Les vannes ne sont pas encore fermées, mais le compte à rebours a commencé. Face à l’absence de pluies, la gestion des ressources hydriques du pays s’annonce déterminante. Après une réunion, jeudi, en présence du ministère des Services publics, une première décision est tombée. 

Maurice active ainsi la première phase de restrictions. Celle-ci concerne notamment l’irrigation des cultures vivrières des Plaines du Nord, limitée à deux fois par semaine, soit les lundis et jeudis uniquement, à compter du 3 novembre 2025. À partir de cette date, l’irrigation des champs de canne sera, elle, suspendue jusqu’à nouvel ordre. « C’est la première étape d’un processus graduel. L’objectif est d’éviter un épuisement prématuré des ressources », explique une source dans les milieux concernés.

La canne, pilier historique de l’économie mauricienne, est donc la première victime d’un rationnement progressif. Les autorités veulent préserver l’eau pour les cultures vivrières, jugées plus sensibles et vitales pour la sécurité alimentaire. « Nous devons faire des choix difficiles, mais nécessaires. Les légumes continueront d’être irrigués, car ils nourrissent directement la population », souligne l’informateur.

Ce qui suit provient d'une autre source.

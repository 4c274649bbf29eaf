//! Developer Tooling: read-only grid inspection.
//!
//! # Invariants
//! - Tools never mutate engine state.

mod inspector;

pub use inspector::{CellInfo, GridInspector, GridSummary};

pub fn crate_info() -> &'static str {
    "lifegrid-tools v0.1.0"
}

#[cfg(test)]
mod tests {
    use super::*;

    #[test]
    fn crate_loads() {
        assert!(crate_info().contains("tools"));
    }
}
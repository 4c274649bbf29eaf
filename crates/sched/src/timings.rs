use std::time::Duration;

/// Rolling window of recent tick durations.
#[derive(Debug, Clone)]
pub struct TickTimings {
    samples: Vec<Duration>,
    capacity: usize,
    next: usize,
}

impl TickTimings {
    pub fn new(capacity: usize) -> Self {
        let capacity = capacity.max(1);
        Self {
            samples: Vec::with_capacity(capacity),
            capacity,
            next: 0,
        }
    }

    pub fn record(&mut self, dt: Duration) {
        if self.samples.len() < self.capacity {
            self.samples.push(dt);
        } else {
            self.samples[self.next] = dt;
        }
        self.next = (self.next + 1) % self.capacity;
    }

    pub fn len(&self) -> usize {
        self.samples.len()
    }

    pub fn is_empty(&self) -> bool {
        self.samples.is_empty()
    }

    pub fn average(&self) -> Duration {
        if self.samples.is_empty() {
            return Duration::ZERO;
        }
        self.samples.iter().sum::<Duration>() / self.samples.len() as u32
    }

    pub fn max(&self) -> Duration {
        self.samples.iter().copied().max().unwrap_or_default()
    }

    pub fn min(&self) -> Duration {
        self.samples.iter().copied().min().unwrap_or_default()
    }
}

impl std::fmt::Display for TickTimings {
    fn fmt(&self, f: &mut std::fmt::Formatter<'_>) -> std::fmt::Result {
        write!(
            f,
            "ticks={} avg={:?} min={:?} max={:?}",
            self.len(),
            self.average(),
            self.min(),
            self.max()
        )
    }
}

#[cfg(test)]
mod tests {
    use super::*;

    #[test]
    fn empty_is_zero() {
        let t = TickTimings::new(4);
        assert!(t.is_empty());
        assert_eq!(t.average(), Duration::ZERO);
        assert_eq!(t.max(), Duration::ZERO);
    }

    #[test]
    fn tracks_stats() {
        let mut t = TickTimings::new(3);
        t.record(Duration::from_millis(10));
        t.record(Duration::from_millis(20));
        t.record(Duration::from_millis(30));
        assert_eq!(t.len(), 3);
        assert_eq!(t.average(), Duration::from_millis(20));
        assert_eq!(t.min(), Duration::from_millis(10));
        assert_eq!(t.max(), Duration::from_millis(30));
    }

    #[test]
    fn oldest_sample_is_overwritten() {
        let mut t = TickTimings::new(2);
        t.record(Duration::from_millis(10));
        t.record(Duration::from_millis(20));
        t.record(Duration::from_millis(30));
        assert_eq!(t.len(), 2);
        assert_eq!(t.min(), Duration::from_millis(20));
        assert_eq!(t.average(), Duration::from_millis(25));
    }
}
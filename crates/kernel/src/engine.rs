use lifegrid_common::{CellCoord, LifeConfig, LifeError};
use serde::{Deserialize, Serialize};

use crate::grid::GridStore;
use crate::patterns::Pattern;
use crate::rule;

/// What caused a cell to change.
#[derive(Debug, Clone, Copy, PartialEq, Eq, Serialize, Deserialize)]
pub enum ChangeCause {
    Paint,
    Tick,
}

/// An event record appended for every observable state change.
///
/// This is the change-notification channel: renderers drain the log and
/// refresh only the cells named in `CellChanged`. When the log outgrows its
/// capacity it is collapsed into a single `Resync`, after which a consumer
/// must re-read the whole grid.
#[derive(Debug, Clone, PartialEq, Serialize, Deserialize)]
pub enum LifeEvent {
    /// A cell's value flipped.
    CellChanged {
        cell: CellCoord,
        alive: bool,
        cause: ChangeCause,
    },
    /// A generation was committed.
    Advanced {
        generation: u64,
        births: usize,
        deaths: usize,
    },
    /// The running flag was changed.
    RunningChanged { running: bool },
    /// Earlier undrained events were discarded. Nothing more is recorded
    /// until the log is drained.
    Resync,
}

/// Smallest event capacity an engine gets by default.
pub const MIN_EVENT_CAPACITY: usize = 1024;

/// Result of a tick request.
#[derive(Debug, Clone, Copy, PartialEq, Eq)]
pub enum TickOutcome {
    /// Running flag was off; nothing was computed.
    Paused,
    /// Another tick was still in progress; this one was dropped.
    Skipped,
    /// A new generation was committed.
    Advanced {
        generation: u64,
        births: usize,
        deaths: usize,
    },
}

impl TickOutcome {
    pub fn advanced(&self) -> bool {
        matches!(self, Self::Advanced { .. })
    }
}

/// Game of Life engine: owns the grid, the running flag and the event log.
///
/// Paints write straight into the current generation and are visible at once;
/// ticks compute the whole next generation from the current one and commit
/// it in one swap. Holding `&mut self` for both makes every paint land either
/// entirely before or entirely after a tick.
#[derive(Debug, Clone)]
pub struct LifeEngine {
    grid: GridStore,
    running: bool,
    generation: u64,
    event_log: Vec<LifeEvent>,
    event_capacity: usize,
    overflowed: bool,
}

impl LifeEngine {
    /// Wrap an existing grid. The engine starts paused at generation 0.
    ///
    /// The event log holds at most one entry per cell (and never fewer than
    /// `MIN_EVENT_CAPACITY`) before it collapses into `Resync`.
    pub fn new(grid: GridStore) -> Self {
        let cells = grid.size().saturating_mul(grid.size());
        Self {
            grid,
            running: false,
            generation: 0,
            event_log: Vec::new(),
            event_capacity: cells.max(MIN_EVENT_CAPACITY),
            overflowed: false,
        }
    }

    /// Validate the configuration and build a randomly seeded grid from it.
    pub fn from_config(config: &LifeConfig) -> Result<Self, LifeError> {
        config.validate()?;
        let grid = GridStore::initialize(
            config.grid_side()?,
            config.initial_alive_probability,
            config.seed,
        )?;
        Ok(Self::new(grid))
    }

    pub fn grid(&self) -> &GridStore {
        &self.grid
    }

    pub fn size(&self) -> usize {
        self.grid.size()
    }

    /// Generations committed so far.
    pub fn generation(&self) -> u64 {
        self.generation
    }

    pub fn population(&self) -> usize {
        self.grid.population()
    }

    pub fn is_running(&self) -> bool {
        self.running
    }

    pub fn get(&self, x: i32, y: i32) -> Result<bool, LifeError> {
        self.grid.get(x, y)
    }

    /// Flip the running flag. Returns the new value.
    pub fn toggle_running(&mut self) -> bool {
        self.set_running(!self.running);
        self.running
    }

    pub fn set_running(&mut self, running: bool) {
        if self.running == running {
            return;
        }
        self.running = running;
        tracing::debug!(running, generation = self.generation, "running flag changed");
        self.record(LifeEvent::RunningChanged { running });
    }

    /// Set one cell, bypassing the rule. Does not touch the running flag.
    ///
    /// An off-grid coordinate is refused with `OutOfBounds` and nothing
    /// changes.
    pub fn paint(&mut self, x: i32, y: i32, alive: bool) -> Result<(), LifeError> {
        let before = match self.grid.get(x, y) {
            Ok(v) => v,
            Err(e) => {
                tracing::debug!(x, y, alive, "paint rejected: {e}");
                return Err(e);
            }
        };
        self.grid.set(x, y, alive)?;
        if before != alive {
            self.record(LifeEvent::CellChanged {
                cell: CellCoord::new(x, y),
                alive,
                cause: ChangeCause::Paint,
            });
        }
        tracing::trace!(x, y, alive, "paint");
        Ok(())
    }

    /// Paint every cell of `pattern` alive with its bounding box at `origin`.
    ///
    /// All cells are checked first; if any falls off the grid nothing is
    /// written. Returns the number of cells painted.
    pub fn stamp(&mut self, pattern: &Pattern, origin: CellCoord) -> Result<usize, LifeError> {
        if let Some(bad) = pattern
            .cells_at(origin)
            .find(|c| !self.grid.contains(c.x, c.y))
        {
            return Err(LifeError::OutOfBounds {
                x: bad.x,
                y: bad.y,
                size: self.grid.size(),
            });
        }
        let mut painted = 0;
        for c in pattern.cells_at(origin) {
            self.paint(c.x, c.y, true)?;
            painted += 1;
        }
        tracing::debug!(pattern = pattern.name, %origin, "pattern stamped");
        Ok(painted)
    }

    /// Advance one generation if the running flag is set.
    pub fn tick(&mut self) -> TickOutcome {
        if !self.running {
            return TickOutcome::Paused;
        }
        self.step()
    }

    /// Advance one generation regardless of the running flag.
    ///
    /// Every cell's neighbour count is read from the current generation, the
    /// result goes to the scratch buffer, and the buffers are swapped once at
    /// the end.
    pub fn step(&mut self) -> TickOutcome {
        let next_generation = self.generation + 1;
        let _span = tracing::debug_span!("tick", generation = next_generation).entered();

        let size = self.grid.size();
        let mut births = 0;
        let mut deaths = 0;

        self.grid.begin_next_generation();
        for y in 0..size {
            for x in 0..size {
                let alive = self.grid.current_at(x, y);
                let next = rule::next_state(alive, self.grid.neighbors_at(x, y));
                self.grid.write_next(x, y, next);
                if alive != next {
                    if next {
                        births += 1;
                    } else {
                        deaths += 1;
                    }
                    self.record(LifeEvent::CellChanged {
                        cell: CellCoord::new(x as i32, y as i32),
                        alive: next,
                        cause: ChangeCause::Tick,
                    });
                }
            }
        }
        self.grid.commit();
        self.generation = next_generation;

        self.record(LifeEvent::Advanced {
            generation: next_generation,
            births,
            deaths,
        });
        tracing::trace!(births, deaths, population = self.grid.population(), "generation committed");

        TickOutcome::Advanced {
            generation: next_generation,
            births,
            deaths,
        }
    }

    /// Append to the event log, collapsing it into `Resync` once full.
    fn record(&mut self, event: LifeEvent) {
        if self.overflowed {
            return;
        }
        if self.event_log.len() >= self.event_capacity {
            tracing::debug!(
                capacity = self.event_capacity,
                generation = self.generation,
                "event log full, collapsing to resync"
            );
            self.event_log.clear();
            self.event_log.push(LifeEvent::Resync);
            self.overflowed = true;
            return;
        }
        self.event_log.push(event);
    }

    /// Maximum number of undrained events. Clamped to at least 1.
    pub fn event_capacity(&self) -> usize {
        self.event_capacity
    }

    /// Change the event capacity. Takes effect on the next recorded event.
    pub fn set_event_capacity(&mut self, capacity: usize) {
        self.event_capacity = capacity.max(1);
    }

    /// Drain and return the event log.
    pub fn drain_events(&mut self) -> Vec<LifeEvent> {
        self.overflowed = false;
        std::mem::take(&mut self.event_log)
    }

    /// Read-only access to undrained events.
    pub fn events(&self) -> &[LifeEvent] {
        &self.event_log
    }

    /// Hash of the current generation.
    pub fn state_hash(&self) -> u64 {
        self.grid.state_hash()
    }
}
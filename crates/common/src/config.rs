//! Simulation configuration.
//!
//! Field names on disk are camelCase (`gridSize`, `tickIntervalSeconds`,
//! `initialAliveProbability`, `seed`). Every field has a default, so an empty
//! JSON object is a valid configuration.

use serde::{Deserialize, Serialize};
use std::path::Path;
use std::time::Duration;

use crate::error::LifeError;

/// Errors from loading a configuration file.
#[derive(Debug, thiserror::Error)]
pub enum ConfigError {
    #[error("IO error: {0}")]
    Io(#[from] std::io::Error),
    #[error("JSON error: {0}")]
    Json(#[from] serde_json::Error),
    #[error(transparent)]
    Invalid(#[from] LifeError),
}

/// Construction and scheduling parameters for a simulation.
#[derive(Debug, Clone, Copy, PartialEq, Serialize, Deserialize)]
#[serde(rename_all = "camelCase", default, deny_unknown_fields)]
pub struct LifeConfig {
    /// Side length N of the N×N grid. Signed so that a negative value in a
    /// file is reported as invalid configuration rather than a parse error.
    pub grid_size: i64,
    /// Wall-clock period between scheduled ticks.
    pub tick_interval_seconds: f64,
    /// Probability that each cell starts alive.
    pub initial_alive_probability: f64,
    /// Seed for the initial state. `None` draws from OS entropy.
    pub seed: Option<u64>,
}

impl Default for LifeConfig {
    fn default() -> Self {
        Self {
            grid_size: 25,
            tick_interval_seconds: 0.5,
            initial_alive_probability: 0.5,
            seed: None,
        }
    }
}

impl LifeConfig {
    /// Check every field, failing on the first violation.
    pub fn validate(&self) -> Result<(), LifeError> {
        self.grid_side()?;
        validate_probability(self.initial_alive_probability)?;
        self.tick_interval()?;
        Ok(())
    }

    /// Grid side length as an index type.
    pub fn grid_side(&self) -> Result<usize, LifeError> {
        let side = usize::try_from(self.grid_size).map_err(|_| {
            LifeError::invalid(format!(
                "gridSize must be greater than 0, got {}",
                self.grid_size
            ))
        })?;
        validate_grid_size(side)?;
        Ok(side)
    }

    /// Tick period as a `Duration`.
    ///
    /// Fails for values that are not positive, not finite, too large for a
    /// `Duration`, or so small they round to zero.
    pub fn tick_interval(&self) -> Result<Duration, LifeError> {
        match Duration::try_from_secs_f64(self.tick_interval_seconds) {
            Ok(d) if !d.is_zero() => Ok(d),
            _ => Err(LifeError::invalid(format!(
                "tickIntervalSeconds must be a positive, representable number of seconds, got {}",
                self.tick_interval_seconds
            ))),
        }
    }

    /// Parse and validate a JSON document.
    pub fn from_json_str(s: &str) -> Result<Self, ConfigError> {
        let config: Self = serde_json::from_str(s)?;
        config.validate()?;
        Ok(config)
    }

    /// Read, parse and validate a JSON file.
    pub fn from_json_file(path: impl AsRef<Path>) -> Result<Self, ConfigError> {
        let file = std::fs::File::open(path)?;
        let config: Self = serde_json::from_reader(std::io::BufReader::new(file))?;
        config.validate()?;
        Ok(config)
    }
}

/// Grid sides must be positive and addressable with `i32` coordinates.
pub fn validate_grid_size(size: usize) -> Result<(), LifeError> {
    if size == 0 {
        return Err(LifeError::invalid("gridSize must be greater than 0"));
    }
    if i32::try_from(size).is_err() {
        return Err(LifeError::invalid(format!(
            "gridSize {size} exceeds the addressable coordinate range"
        )));
    }
    Ok(())
}

pub fn validate_probability(p: f64) -> Result<(), LifeError> {
    if !(0.0..=1.0).contains(&p) {
        return Err(LifeError::invalid(format!(
            "initialAliveProbability must be within [0, 1], got {p}"
        )));
    }
    Ok(())
}
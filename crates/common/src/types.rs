use serde::{Deserialize, Serialize};

/// A cell position on the grid. `x` is the column, `y` the row.
///
/// Signed so that an imprecise screen projection (e.g. `-1`) can be carried
/// to the grid and refused there instead of wrapping.
#[derive(Debug, Clone, Copy, PartialEq, Eq, Hash, PartialOrd, Ord, Serialize, Deserialize)]
pub struct CellCoord {
    pub x: i32,
    pub y: i32,
}

impl CellCoord {
    pub fn new(x: i32, y: i32) -> Self {
        Self { x, y }
    }

    /// Shift by a signed offset, saturating at the `i32` limits.
    ///
    /// Grid sides never exceed `i32::MAX`, so a saturated coordinate always
    /// lies off the grid and is refused there.
    pub fn offset(self, dx: i32, dy: i32) -> Self {
        Self {
            x: self.x.saturating_add(dx),
            y: self.y.saturating_add(dy),
        }
    }
}

impl From<(i32, i32)> for CellCoord {
    fn from((x, y): (i32, i32)) -> Self {
        Self { x, y }
    }
}

impl std::fmt::Display for CellCoord {
    fn fmt(&self, f: &mut std::fmt::Formatter<'_>) -> std::fmt::Result {
        write!(f, "({}, {})", self.x, self.y)
    }
}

Pourtant, les chiffres publiés par la Water Resources Commission au 24 octobre 2025 montrent une embellie généralisée, comparée à la même période l’année dernière. Le taux moyen de remplissage des réservoirs est à 80,1 %, contre 58,7 % en 2024. À Mare aux Vacoas, plus grand réservoir du pays, la capacité atteint 81,1 % contre 63,9 % l’an dernier. Même tendance à Piton du Milieu, qui passait de 56,2 % à 75,6 %, et à La Ferme, dont le taux bondissait de 39,2 % à 63,2 %. Les réservoirs de Midlands et Mare Longue enregistraient les meilleures performances, culminant respectivement à 88,1 % et 89,0 %, tandis que le Bagatelle Dam affichait un taux similaire de 88,4 %.

Seule ombre au tableau : La Nicolière, dont le niveau baisse de 55,1 % à 45,1 %, une situation que les autorités attribuent à une demande accrue sur le plateau central. Ce réservoir, qui alimente le Nord, inquiète particulièrement aujourd’hui. Midlands Dam, plus au centre, subit lui aussi une baisse de son volume utile. « La situation reste suivie de très près », fait-on comprendre.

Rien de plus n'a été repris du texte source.